= TASK DIRECTIONS =
When a line in the entries contains the word "mpsc", copy that line in full.

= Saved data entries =
-*-

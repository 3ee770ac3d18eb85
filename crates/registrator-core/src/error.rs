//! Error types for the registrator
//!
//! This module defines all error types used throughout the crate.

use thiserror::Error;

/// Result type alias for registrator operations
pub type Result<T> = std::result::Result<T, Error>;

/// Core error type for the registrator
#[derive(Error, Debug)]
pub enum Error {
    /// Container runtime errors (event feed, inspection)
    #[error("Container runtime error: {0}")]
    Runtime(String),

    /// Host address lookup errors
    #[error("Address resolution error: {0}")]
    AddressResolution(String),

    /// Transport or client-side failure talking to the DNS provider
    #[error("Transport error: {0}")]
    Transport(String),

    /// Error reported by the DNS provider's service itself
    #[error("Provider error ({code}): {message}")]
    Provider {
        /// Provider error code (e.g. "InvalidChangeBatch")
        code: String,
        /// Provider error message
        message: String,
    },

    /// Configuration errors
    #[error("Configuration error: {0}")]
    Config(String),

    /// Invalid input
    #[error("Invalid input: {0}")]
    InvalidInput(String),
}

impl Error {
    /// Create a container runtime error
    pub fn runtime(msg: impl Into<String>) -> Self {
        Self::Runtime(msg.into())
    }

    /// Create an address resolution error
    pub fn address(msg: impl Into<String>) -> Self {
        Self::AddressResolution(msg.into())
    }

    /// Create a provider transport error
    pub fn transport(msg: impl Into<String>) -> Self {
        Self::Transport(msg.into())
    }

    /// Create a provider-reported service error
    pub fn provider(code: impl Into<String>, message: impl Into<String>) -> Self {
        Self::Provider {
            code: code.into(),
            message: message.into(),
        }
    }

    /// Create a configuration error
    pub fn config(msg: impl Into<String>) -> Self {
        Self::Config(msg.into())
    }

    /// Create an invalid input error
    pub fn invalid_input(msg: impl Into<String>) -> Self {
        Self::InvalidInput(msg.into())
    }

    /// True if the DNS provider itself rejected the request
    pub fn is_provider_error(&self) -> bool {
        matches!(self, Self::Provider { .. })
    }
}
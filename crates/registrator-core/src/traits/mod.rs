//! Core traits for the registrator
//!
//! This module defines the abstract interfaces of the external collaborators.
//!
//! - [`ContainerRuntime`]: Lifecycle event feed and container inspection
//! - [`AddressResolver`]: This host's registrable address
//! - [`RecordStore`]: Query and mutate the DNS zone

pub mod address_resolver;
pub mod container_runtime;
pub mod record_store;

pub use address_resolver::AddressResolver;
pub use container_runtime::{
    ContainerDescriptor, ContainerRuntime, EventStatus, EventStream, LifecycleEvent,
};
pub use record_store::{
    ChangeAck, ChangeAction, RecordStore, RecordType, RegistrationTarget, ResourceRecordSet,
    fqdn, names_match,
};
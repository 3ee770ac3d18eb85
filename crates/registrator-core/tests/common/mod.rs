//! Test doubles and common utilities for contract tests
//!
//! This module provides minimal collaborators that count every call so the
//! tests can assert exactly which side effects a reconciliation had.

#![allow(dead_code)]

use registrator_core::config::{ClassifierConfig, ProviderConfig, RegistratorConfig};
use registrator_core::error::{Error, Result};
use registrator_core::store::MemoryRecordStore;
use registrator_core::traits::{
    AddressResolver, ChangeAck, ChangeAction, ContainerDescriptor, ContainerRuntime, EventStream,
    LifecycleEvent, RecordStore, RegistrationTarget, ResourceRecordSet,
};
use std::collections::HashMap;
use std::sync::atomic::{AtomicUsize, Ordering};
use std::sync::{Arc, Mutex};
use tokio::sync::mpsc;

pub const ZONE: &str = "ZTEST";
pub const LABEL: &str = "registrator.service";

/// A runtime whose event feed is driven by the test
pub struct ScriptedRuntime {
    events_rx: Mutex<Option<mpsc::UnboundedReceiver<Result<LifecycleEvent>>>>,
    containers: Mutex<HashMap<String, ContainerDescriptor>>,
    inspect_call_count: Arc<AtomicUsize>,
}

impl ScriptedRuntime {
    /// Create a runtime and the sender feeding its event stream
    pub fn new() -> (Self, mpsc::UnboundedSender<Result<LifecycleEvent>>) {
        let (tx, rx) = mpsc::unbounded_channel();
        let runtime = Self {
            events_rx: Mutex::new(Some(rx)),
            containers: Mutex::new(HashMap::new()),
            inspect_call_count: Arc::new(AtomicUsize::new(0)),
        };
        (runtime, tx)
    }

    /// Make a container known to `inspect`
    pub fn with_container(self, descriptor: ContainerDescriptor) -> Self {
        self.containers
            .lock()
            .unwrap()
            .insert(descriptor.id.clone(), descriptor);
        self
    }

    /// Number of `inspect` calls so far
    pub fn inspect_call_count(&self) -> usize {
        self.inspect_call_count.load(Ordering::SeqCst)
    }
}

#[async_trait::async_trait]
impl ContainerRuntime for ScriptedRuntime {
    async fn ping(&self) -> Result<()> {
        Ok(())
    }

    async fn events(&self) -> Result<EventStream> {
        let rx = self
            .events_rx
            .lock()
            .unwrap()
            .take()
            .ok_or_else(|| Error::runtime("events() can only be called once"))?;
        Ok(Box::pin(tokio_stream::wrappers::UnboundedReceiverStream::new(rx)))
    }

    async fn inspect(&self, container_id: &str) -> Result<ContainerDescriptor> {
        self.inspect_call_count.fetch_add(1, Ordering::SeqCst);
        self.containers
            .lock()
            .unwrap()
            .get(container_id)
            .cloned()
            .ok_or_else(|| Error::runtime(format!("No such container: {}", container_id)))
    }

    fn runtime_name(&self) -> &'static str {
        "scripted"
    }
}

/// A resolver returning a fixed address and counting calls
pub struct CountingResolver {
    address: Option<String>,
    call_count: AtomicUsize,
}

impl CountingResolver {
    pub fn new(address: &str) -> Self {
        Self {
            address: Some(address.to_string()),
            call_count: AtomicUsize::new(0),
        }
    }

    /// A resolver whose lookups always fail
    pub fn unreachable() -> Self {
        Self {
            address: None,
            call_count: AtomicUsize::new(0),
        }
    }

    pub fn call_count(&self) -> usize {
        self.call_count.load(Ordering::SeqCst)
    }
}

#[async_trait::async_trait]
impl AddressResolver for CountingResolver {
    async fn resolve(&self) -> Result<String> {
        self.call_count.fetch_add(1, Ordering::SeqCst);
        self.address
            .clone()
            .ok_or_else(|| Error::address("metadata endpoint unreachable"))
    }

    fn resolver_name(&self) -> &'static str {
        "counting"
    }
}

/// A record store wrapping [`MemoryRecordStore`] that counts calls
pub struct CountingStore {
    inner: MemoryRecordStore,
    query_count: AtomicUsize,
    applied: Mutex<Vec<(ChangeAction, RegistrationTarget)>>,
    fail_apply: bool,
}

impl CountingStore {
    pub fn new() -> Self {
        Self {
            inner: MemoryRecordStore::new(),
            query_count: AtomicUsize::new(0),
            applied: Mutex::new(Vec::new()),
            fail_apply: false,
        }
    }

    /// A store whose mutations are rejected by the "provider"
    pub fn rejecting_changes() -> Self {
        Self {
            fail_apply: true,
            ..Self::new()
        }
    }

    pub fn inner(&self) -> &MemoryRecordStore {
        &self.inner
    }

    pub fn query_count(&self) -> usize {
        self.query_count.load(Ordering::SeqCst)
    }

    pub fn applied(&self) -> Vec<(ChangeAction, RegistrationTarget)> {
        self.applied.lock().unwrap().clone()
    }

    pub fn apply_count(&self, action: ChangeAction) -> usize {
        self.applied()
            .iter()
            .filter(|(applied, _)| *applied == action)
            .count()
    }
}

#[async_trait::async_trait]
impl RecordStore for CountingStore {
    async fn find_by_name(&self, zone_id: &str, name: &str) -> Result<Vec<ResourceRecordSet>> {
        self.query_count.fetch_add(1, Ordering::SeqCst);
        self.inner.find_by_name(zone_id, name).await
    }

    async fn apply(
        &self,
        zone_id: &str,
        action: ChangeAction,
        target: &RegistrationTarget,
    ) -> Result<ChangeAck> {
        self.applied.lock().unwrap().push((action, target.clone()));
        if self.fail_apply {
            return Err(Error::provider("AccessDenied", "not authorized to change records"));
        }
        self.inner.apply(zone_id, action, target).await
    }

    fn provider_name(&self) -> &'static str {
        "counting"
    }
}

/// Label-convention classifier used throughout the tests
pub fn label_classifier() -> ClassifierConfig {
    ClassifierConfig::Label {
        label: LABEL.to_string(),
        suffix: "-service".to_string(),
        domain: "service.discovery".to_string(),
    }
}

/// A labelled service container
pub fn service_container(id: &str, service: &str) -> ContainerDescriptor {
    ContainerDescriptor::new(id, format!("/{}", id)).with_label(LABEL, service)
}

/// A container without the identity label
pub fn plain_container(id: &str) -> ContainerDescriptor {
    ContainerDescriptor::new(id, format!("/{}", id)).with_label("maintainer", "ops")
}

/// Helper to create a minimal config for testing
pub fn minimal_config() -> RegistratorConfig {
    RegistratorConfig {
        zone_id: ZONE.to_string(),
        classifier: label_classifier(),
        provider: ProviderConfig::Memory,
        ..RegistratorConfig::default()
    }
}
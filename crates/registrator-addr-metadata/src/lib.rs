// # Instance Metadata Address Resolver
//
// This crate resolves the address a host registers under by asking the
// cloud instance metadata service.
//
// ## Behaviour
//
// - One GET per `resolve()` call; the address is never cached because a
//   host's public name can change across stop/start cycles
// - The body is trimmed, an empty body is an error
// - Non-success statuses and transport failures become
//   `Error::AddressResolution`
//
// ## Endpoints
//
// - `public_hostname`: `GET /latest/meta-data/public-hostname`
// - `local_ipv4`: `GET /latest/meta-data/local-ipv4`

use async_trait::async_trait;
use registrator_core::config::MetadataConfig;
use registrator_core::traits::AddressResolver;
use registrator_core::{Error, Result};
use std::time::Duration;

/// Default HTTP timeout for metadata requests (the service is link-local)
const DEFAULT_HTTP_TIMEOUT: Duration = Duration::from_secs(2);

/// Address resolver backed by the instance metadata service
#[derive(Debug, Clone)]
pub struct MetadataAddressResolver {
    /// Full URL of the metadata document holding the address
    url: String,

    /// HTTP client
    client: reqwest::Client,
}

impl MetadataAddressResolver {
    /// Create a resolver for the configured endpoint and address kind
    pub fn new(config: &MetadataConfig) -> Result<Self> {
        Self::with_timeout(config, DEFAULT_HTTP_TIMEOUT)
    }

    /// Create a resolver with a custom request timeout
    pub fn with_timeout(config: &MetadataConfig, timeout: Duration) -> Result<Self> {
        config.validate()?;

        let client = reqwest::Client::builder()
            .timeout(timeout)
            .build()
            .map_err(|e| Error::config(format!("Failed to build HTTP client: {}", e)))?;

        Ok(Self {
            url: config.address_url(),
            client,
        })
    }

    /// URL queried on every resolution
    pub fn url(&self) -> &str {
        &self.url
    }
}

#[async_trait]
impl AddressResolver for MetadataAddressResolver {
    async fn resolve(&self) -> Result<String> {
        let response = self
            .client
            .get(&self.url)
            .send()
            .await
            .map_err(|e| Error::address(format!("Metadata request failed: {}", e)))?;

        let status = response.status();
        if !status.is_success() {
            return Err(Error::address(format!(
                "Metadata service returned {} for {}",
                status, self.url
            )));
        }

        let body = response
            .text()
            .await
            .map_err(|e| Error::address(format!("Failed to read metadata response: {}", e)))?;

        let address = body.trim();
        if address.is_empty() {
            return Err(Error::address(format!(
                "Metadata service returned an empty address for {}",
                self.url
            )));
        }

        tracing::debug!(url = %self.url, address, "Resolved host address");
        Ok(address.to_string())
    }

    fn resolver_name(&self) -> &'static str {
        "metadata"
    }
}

-*-

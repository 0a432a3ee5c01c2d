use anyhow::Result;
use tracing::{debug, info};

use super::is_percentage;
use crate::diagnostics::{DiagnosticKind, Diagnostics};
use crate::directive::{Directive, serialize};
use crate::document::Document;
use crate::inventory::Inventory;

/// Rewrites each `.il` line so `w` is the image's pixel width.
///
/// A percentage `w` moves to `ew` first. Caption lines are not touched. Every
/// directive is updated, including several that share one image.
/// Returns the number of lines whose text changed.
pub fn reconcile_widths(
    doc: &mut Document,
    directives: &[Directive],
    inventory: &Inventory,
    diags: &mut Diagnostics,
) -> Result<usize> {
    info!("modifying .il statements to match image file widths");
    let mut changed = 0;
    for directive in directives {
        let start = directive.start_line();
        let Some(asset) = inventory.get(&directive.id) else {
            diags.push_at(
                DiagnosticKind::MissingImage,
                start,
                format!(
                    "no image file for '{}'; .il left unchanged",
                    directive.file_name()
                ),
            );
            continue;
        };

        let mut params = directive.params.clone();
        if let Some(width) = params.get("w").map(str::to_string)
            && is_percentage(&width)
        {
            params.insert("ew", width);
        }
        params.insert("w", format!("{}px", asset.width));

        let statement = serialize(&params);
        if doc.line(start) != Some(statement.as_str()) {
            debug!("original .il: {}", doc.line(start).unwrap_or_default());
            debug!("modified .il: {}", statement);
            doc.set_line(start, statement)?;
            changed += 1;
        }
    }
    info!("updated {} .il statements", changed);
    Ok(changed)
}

-*-

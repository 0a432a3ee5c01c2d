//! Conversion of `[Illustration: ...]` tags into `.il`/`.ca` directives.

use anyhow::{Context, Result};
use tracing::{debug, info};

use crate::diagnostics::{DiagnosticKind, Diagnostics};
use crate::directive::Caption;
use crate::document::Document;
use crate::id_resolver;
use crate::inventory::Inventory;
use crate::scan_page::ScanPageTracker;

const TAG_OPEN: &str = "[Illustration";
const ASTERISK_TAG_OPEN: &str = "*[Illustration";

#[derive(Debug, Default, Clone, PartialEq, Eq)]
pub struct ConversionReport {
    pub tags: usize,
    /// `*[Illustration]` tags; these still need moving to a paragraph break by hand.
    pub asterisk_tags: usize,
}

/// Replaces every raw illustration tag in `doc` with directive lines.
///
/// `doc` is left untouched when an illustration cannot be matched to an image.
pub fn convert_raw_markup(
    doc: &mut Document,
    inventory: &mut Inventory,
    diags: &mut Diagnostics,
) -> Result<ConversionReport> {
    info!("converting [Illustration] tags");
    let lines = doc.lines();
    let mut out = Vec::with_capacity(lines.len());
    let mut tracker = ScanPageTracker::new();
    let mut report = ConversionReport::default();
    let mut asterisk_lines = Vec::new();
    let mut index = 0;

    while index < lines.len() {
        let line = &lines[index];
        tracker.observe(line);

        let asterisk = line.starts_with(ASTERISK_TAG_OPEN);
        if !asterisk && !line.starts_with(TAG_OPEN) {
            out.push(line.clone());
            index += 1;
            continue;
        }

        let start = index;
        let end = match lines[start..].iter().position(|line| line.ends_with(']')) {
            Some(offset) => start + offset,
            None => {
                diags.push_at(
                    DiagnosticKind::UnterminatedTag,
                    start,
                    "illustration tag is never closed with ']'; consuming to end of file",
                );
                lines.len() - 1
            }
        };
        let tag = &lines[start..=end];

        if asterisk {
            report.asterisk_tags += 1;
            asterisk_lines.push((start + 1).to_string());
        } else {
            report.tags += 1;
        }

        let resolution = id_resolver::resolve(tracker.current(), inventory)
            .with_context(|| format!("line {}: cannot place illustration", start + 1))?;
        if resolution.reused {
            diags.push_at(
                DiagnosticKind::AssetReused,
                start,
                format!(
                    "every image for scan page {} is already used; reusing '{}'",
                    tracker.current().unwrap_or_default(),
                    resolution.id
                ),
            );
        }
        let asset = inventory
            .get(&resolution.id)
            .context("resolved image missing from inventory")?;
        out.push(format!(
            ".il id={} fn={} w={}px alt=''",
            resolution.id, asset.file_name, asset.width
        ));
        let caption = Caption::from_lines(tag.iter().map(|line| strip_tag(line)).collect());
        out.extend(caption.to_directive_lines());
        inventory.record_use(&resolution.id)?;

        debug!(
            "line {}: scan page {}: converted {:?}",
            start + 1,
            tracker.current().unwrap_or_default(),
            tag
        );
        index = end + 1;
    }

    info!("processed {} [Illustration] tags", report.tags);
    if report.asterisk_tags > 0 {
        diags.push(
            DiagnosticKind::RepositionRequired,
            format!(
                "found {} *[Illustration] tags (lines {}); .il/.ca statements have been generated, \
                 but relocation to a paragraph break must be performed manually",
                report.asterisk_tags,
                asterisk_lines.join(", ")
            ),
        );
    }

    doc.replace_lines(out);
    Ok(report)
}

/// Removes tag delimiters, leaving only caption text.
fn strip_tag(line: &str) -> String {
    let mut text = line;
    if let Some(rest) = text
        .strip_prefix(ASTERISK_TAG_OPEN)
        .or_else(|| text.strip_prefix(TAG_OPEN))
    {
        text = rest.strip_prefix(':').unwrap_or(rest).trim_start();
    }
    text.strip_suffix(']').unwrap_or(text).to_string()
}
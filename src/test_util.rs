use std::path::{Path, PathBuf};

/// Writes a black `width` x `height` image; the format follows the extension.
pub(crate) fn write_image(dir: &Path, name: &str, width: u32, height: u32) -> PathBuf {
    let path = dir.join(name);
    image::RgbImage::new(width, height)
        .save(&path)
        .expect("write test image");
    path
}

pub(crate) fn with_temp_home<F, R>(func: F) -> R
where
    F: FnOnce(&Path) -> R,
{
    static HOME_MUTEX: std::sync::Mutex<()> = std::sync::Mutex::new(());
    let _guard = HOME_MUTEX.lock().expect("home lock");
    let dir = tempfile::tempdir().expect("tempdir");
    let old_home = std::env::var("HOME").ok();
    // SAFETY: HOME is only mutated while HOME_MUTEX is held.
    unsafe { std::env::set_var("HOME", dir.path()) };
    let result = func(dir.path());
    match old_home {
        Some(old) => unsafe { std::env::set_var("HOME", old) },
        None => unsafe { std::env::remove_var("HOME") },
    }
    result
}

-*-

= SOLUTION =
use tokio::sync::mpsc;
    events_rx: Mutex<Option<mpsc::UnboundedReceiver<Result<LifecycleEvent>>>>,
    pub fn new() -> (Self, mpsc::UnboundedSender<Result<LifecycleEvent>>) {
        let (tx, rx) = mpsc::unbounded_channel();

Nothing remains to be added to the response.